UM BONDE CHAMADO TALENTO

Tenho especial carinho e admiração por esse grupo de jovens “negros e periféricos” como se definem os integrantes d’O Bonde. Sua trajetória iniciada em 2017, começou a marcar presença em nossos palcos com o infantil Quando Eu Morrer Vou Contar Tudo a Deus, seguiu entrando em nossos notebooks com a premiada peça-filme Desfazenda- Me Enterrem Fora Desse Lugar, que após a pandemia estreou nos palcos da cidade e agora completam o que eles chamam de Trilogia da Morte tratando da velhice em Bom Dia Eternidade.

O bonito dessa Trilogia da Morte, que denuncia como são (mal) tratados na nossa sociedade os corpos negros na infância, na vida adulta e na velhice é que ela o faz com muita poesia e com a visão de uma utopia possível, mas ainda não realizada. É uma trilogia da morte que exalta a vida.

A peça inicia com um verdadeiro show com lendários músicos Cacau Batera (80 anos), Luiz Alfredo Xavier (85 anos), Maria Inês (73 anos) e Roberto Mendes Barbosa (60 anos) acompanhados com a presença iluminada dos quatro integrantes d’O Bonde: Ailton Barros, Filipe Celestino, Jhonny Salaberg e Marina Esteves. Esse momento brilhante e alegre que contagia o público, é o início/fim do espetáculo.

A seguir desfilam perante os espectadores os relatos gravados dos quatro idosos do elenco, permeados por lembranças dos jovens, que aos poucos vão se amalgamando criando um todo, onde cada jovem é o espelho de um idoso. A narrativa não linear é muito bem amarrada na dramaturgia assinada por Johnny Salaberg.

Em certos momentos, os relatos dos idosos são tão potentes e emocionantes, que chegam a ofuscar a cena ao vivo que acontece em seguida.

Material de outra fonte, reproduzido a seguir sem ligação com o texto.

use crate::chunking::TextChunk;
use crate::config::{self, ProcessEnv, VarSource};
use crate::embeddings::Embedding;
use anyhow::{Context, Result};
use log::{debug, info};
use serde::{Deserialize, Serialize};
use serde_json::{json, Value};
use std::time::Duration;

pub const DEFAULT_URL: &str = "http://localhost:8888";
pub const DEFAULT_DB_PATH: &str = "/data/rag_db";
pub const DEFAULT_DB_NAME: &str = "rag_db";
pub const DEFAULT_COLLECTION: &str = "documents";

const TEXT_FIELD: &str = "text";
const VECTOR_FIELD: &str = "embeddings";
const STATUS_OK: u16 = 200;
const STATUS_CONFLICT: u16 = 409;

/// A chunk and its vector, ready to be persisted
#[derive(Debug, Clone)]
pub struct IndexRecord {
    pub id: u64,
    pub chunk: TextChunk,
    pub embedding: Embedding,
}

/// A stored chunk returned by a similarity query
#[derive(Debug, Clone)]
pub struct RetrievedChunk {
    pub chunk: TextChunk,
    /// Distance reported by the store, when it reports one
    pub distance: Option<f32>,
}

/// Vector index holding (chunk, vector, metadata) records in one collection
#[allow(async_fn_in_trait)]
pub trait VectorStore {
    /// Make sure the collection exists with vectors of `dimension`
    async fn ensure_collection(&self, dimension: usize) -> Result<()>;

    /// Drop the collection (if present) and create it empty
    async fn reset_collection(&self, dimension: usize) -> Result<()>;

    /// Append records; returns how many were written. Nothing is deduplicated.
    async fn add_records(&self, records: &[IndexRecord]) -> Result<usize>;

    /// Return at most `limit` records nearest to `query`, closest first
    async fn search(&self, query: &Embedding, limit: usize) -> Result<Vec<RetrievedChunk>>;
}

/// Configuration for Epsilla
#[derive(Debug, Clone)]
pub struct EpsillaConfig {
    pub url: String,
    pub db_path: String,
    pub db_name: String,
    pub collection: String,
    pub timeout: Option<Duration>,
}

impl EpsillaConfig {
    /// Create a new configuration from environment variables
    pub fn from_env() -> Result<Self> {
        Self::from_vars(&ProcessEnv)
    }

    pub fn from_vars(vars: &impl VarSource) -> Result<Self> {
        let url = config::or_default(vars, "EPSILLA_URL", DEFAULT_URL);
        anyhow::ensure!(
            url.starts_with("http://") || url.starts_with("https://"),
            "EPSILLA_URL must be an http(s) URL"
        );

        Ok(EpsillaConfig {
            url: url.trim_end_matches('/').to_string(),
            db_path: config::or_default(vars, "EPSILLA_DB_PATH", DEFAULT_DB_PATH),
            db_name: config::or_default(vars, "EPSILLA_DB_NAME", DEFAULT_DB_NAME),
            collection: get_collection_name(&config::or_default(
                vars,
                "EPSILLA_COLLECTION",
                DEFAULT_COLLECTION,
            )),
            timeout: config::http_timeout(vars)?,
        })
    }
}

/// Client for an Epsilla vector database reached over its REST API
pub struct EpsillaClient {
    config: EpsillaConfig,
    client: reqwest::Client,
}

impl EpsillaClient {
    /// Create a new Epsilla client. No request is made until the first call.
    pub fn new(config: EpsillaConfig) -> Result<Self> {
        let mut builder = reqwest::Client::builder();
        if let Some(timeout) = config.timeout {
            builder = builder.timeout(timeout);
        }
        let client = builder
            .build()
            .context("failed to build Epsilla HTTP client")?;

        Ok(EpsillaClient { config, client })
    }

    pub fn config(&self) -> &EpsillaConfig {
        &self.config
    }

    fn db_url(&self, path: &str) -> String {
        format!("{}/api/{}/{}", self.config.url, self.config.db_name, path)
    }

    /// Load (or create) the configured database on the server.
    /// A database that is already loaded is not an error.
    pub async fn load_db(&self) -> Result<()> {
        let url = format!("{}/api/load", self.config.url);
        let body = json!({
            "name": self.config.db_name,
            "path": self.config.db_path,
        });

        let status = self
            .send("load database", self.client.post(&url).json(&body), &[STATUS_CONFLICT])
            .await?
            .status_code;

        if status == STATUS_CONFLICT {
            debug!("Database {} already loaded", self.config.db_name);
        } else {
            info!(
                "Loaded database {} from {}",
                self.config.db_name, self.config.db_path
            );
        }
        Ok(())
    }

    /// Names of the tables in the configured database
    pub async fn list_tables(&self) -> Result<Vec<String>> {
        let url = self.db_url("schema/tables/show");
        let response = self.send("list tables", self.client.get(&url), &[]).await?;

        Ok(response
            .result
            .as_ref()
            .and_then(Value::as_array)
            .map(|tables| {
                tables
                    .iter()
                    .filter_map(|t| t.as_str().map(str::to_string))
                    .collect()
            })
            .unwrap_or_default())
    }

    /// Check if the configured collection exists
    pub async fn collection_exists(&self) -> Result<bool> {
        let tables = self.list_tables().await?;
        Ok(tables.iter().any(|t| t == &self.config.collection))
    }

    /// Create the configured collection
    pub async fn create_table(&self, dimension: usize) -> Result<()> {
        let url = self.db_url("schema/tables");
        let body = table_schema(&self.config.collection, dimension);

        self.send(
            &format!("create table {}", self.config.collection),
            self.client.post(&url).json(&body),
            &[],
        )
        .await?;

        info!(
            "Created collection {} ({} dimensions)",
            self.config.collection, dimension
        );
        Ok(())
    }

    /// Drop the configured collection
    pub async fn drop_table(&self) -> Result<()> {
        let url = self.db_url(&format!("schema/tables/{}", self.config.collection));

        self.send(
            &format!("drop table {}", self.config.collection),
            self.client.delete(&url),
            &[],
        )
        .await?;

        info!("Dropped collection {}", self.config.collection);
        Ok(())
    }

    /// Insert records into the configured collection
    pub async fn insert(&self, records: &[IndexRecord]) -> Result<()> {
        let url = self.db_url("data/insert");
        let body = InsertRequest {
            table: &self.config.collection,
            data: records.iter().map(StoredRecord::from_record).collect(),
        };

        self.send(
            &format!("insert into {}", self.config.collection),
            self.client.post(&url).json(&body),
            &[],
        )
        .await?;
        Ok(())
    }

    /// Nearest-neighbour query against the configured collection
    pub async fn query(&self, vector: &Embedding, limit: usize) -> Result<Vec<RetrievedChunk>> {
        let url = self.db_url("data/query");
        let body = QueryRequest {
            table: &self.config.collection,
            query_field: VECTOR_FIELD,
            query_vector: &vector.values,
            response: &["id", TEXT_FIELD, "source", "page"],
            limit,
            with_distance: true,
        };

        let response = self
            .send(
                &format!("query {}", self.config.collection),
                self.client.post(&url).json(&body),
                &[],
            )
            .await?;

        parse_query_result(response.result.unwrap_or(Value::Null), limit)
    }

    /// Send a request and check both the HTTP status and the `statusCode`
    /// carried in the body. Codes listed in `accepted` pass as well.
    async fn send(
        &self,
        operation: &str,
        request: reqwest::RequestBuilder,
        accepted: &[u16],
    ) -> Result<EpsillaResponse> {
        let response = request.send().await.with_context(|| {
            format!(
                "Failed to {}: Epsilla unreachable at {}",
                operation, self.config.url
            )
        })?;

        let http_status = response.status();
        let text = response
            .text()
            .await
            .with_context(|| format!("Failed to read Epsilla response to {}", operation))?;
        debug!("Epsilla {} -> {} {}", operation, http_status, text);

        let body: EpsillaResponse = serde_json::from_str(&text).with_context(|| {
            format!(
                "Failed to {}: unexpected Epsilla response ({}): {}",
                operation, http_status, text
            )
        })?;

        let http_ok = http_status.is_success() || accepted.contains(&http_status.as_u16());
        let body_ok = body.status_code == STATUS_OK || accepted.contains(&body.status_code);
        anyhow::ensure!(
            http_ok && body_ok,
            "Failed to {}: Epsilla returned {} ({}): {}",
            operation,
            http_status,
            body.status_code,
            body.message
        );

        Ok(body)
    }
}

impl VectorStore for EpsillaClient {
    async fn ensure_collection(&self, dimension: usize) -> Result<()> {
        self.load_db().await?;
        if self.collection_exists().await? {
            info!("Using existing collection: {}", self.config.collection);
            return Ok(());
        }
        self.create_table(dimension).await
    }

    async fn reset_collection(&self, dimension: usize) -> Result<()> {
        self.load_db().await?;
        if self.collection_exists().await? {
            self.drop_table().await?;
        }
        self.create_table(dimension).await
    }

    async fn add_records(&self, records: &[IndexRecord]) -> Result<usize> {
        if records.is_empty() {
            return Ok(0);
        }
        self.insert(records).await?;
        Ok(records.len())
    }

    async fn search(&self, query: &Embedding, limit: usize) -> Result<Vec<RetrievedChunk>> {
        if limit == 0 {
            return Ok(Vec::new());
        }
        self.load_db().await?;
        self.query(query, limit).await
    }
}

#[derive(Deserialize, Debug)]
struct EpsillaResponse {
    #[serde(rename = "statusCode")]
    status_code: u16,
    #[serde(default)]
    message: String,
    #[serde(default)]
    result: Option<Value>,
}

#[derive(Serialize)]
struct InsertRequest<'a> {
    table: &'a str,
    data: Vec<StoredRecord<'a>>,
}

#[derive(Serialize, Debug)]
struct StoredRecord<'a> {
    id: u64,
    text: &'a str,
    source: &'a str,
    page: usize,
    embeddings: &'a [f32],
}

impl<'a> StoredRecord<'a> {
    fn from_record(record: &'a IndexRecord) -> Self {
        StoredRecord {
            id: record.id,
            text: &record.chunk.text,
            source: &record.chunk.document_id,
            page: record.chunk.page_number,
            embeddings: &record.embedding.values,
        }
    }
}

#[derive(Serialize)]
#[serde(rename_all = "camelCase")]
struct QueryRequest<'a> {
    table: &'a str,
    query_field: &'a str,
    query_vector: &'a [f32],
    response: &'a [&'a str],
    limit: usize,
    with_distance: bool,
}

/// Table layout: no primary key, so repeated inserts keep every copy
fn table_schema(collection: &str, dimension: usize) -> Value {
    json!({
        "name": collection,
        "fields": [
            { "name": "id", "dataType": "INT" },
            { "name": TEXT_FIELD, "dataType": "STRING" },
            { "name": "source", "dataType": "STRING" },
            { "name": "page", "dataType": "INT" },
            { "name": VECTOR_FIELD, "dataType": "VECTOR_FLOAT", "dimensions": dimension },
        ]
    })
}

/// Convert the `result` array of a query into chunks, keeping server order
fn parse_query_result(result: Value, limit: usize) -> Result<Vec<RetrievedChunk>> {
    let rows = match result {
        Value::Null => return Ok(Vec::new()),
        Value::Array(rows) => rows,
        other => anyhow::bail!("Unexpected Epsilla query result: {}", other),
    };

    let chunks = rows
        .into_iter()
        .filter_map(|row| {
            let text = row.get(TEXT_FIELD)?.as_str()?.to_string();
            let document_id = row
                .get("source")
                .and_then(Value::as_str)
                .unwrap_or_default()
                .to_string();
            let page_number = row.get("page").and_then(Value::as_u64).unwrap_or(0) as usize;
            let chunk_index = row.get("id").and_then(Value::as_u64).unwrap_or(0) as usize;
            let distance = row
                .get("@distance")
                .and_then(Value::as_f64)
                .map(|d| d as f32);

            Some(RetrievedChunk {
                chunk: TextChunk {
                    text,
                    document_id,
                    page_number,
                    chunk_index,
                    start_position: 0,
                },
                distance,
            })
        })
        .take(limit)
        .collect();

    Ok(chunks)
}

/// Epsilla table names: replace non-alphanumeric characters with
/// underscores and convert to lowercase
fn get_collection_name(name: &str) -> String {
    name.trim()
        .chars()
        .map(|c| if c.is_alphanumeric() { c } else { '_' })
        .collect::<String>()
        .to_lowercase()
}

Por sinal, para este espectador, algumas cenas ao vivo são muito longas, merecendo um corte que reduziriam beneficamente o espetáculo em uns vinte minutos.

Luiz Fernando Marques, nosso querido Lubi, assina direção, cenografia (que belas cortinas!) e figurinos do espetáculo da forma lúdica como é a proposta do grupo, auxiliado pela excelente direção musical de Fernando Alabê, pela precisa videografia concebida e operada por Gabriela Miranda e pela luz de Matheus Brant.

Bom Dia Eternidade é um trabalho que atinge profundamente corações e mentes dos espectadores, fazendo-os refletir sobre a situação da velhice (não só dos negros) e se emocionar com os belos momentos poéticos e com as músicas.

Voltar naquele quintal e sentir novamente o batuque dos quatro tamborins tocados por Marina, Johnny, Ailton e Filipe ao som da contagiante música é o desejo de todo espectador, que aplaude entusiasticamente o elenco no final da peça.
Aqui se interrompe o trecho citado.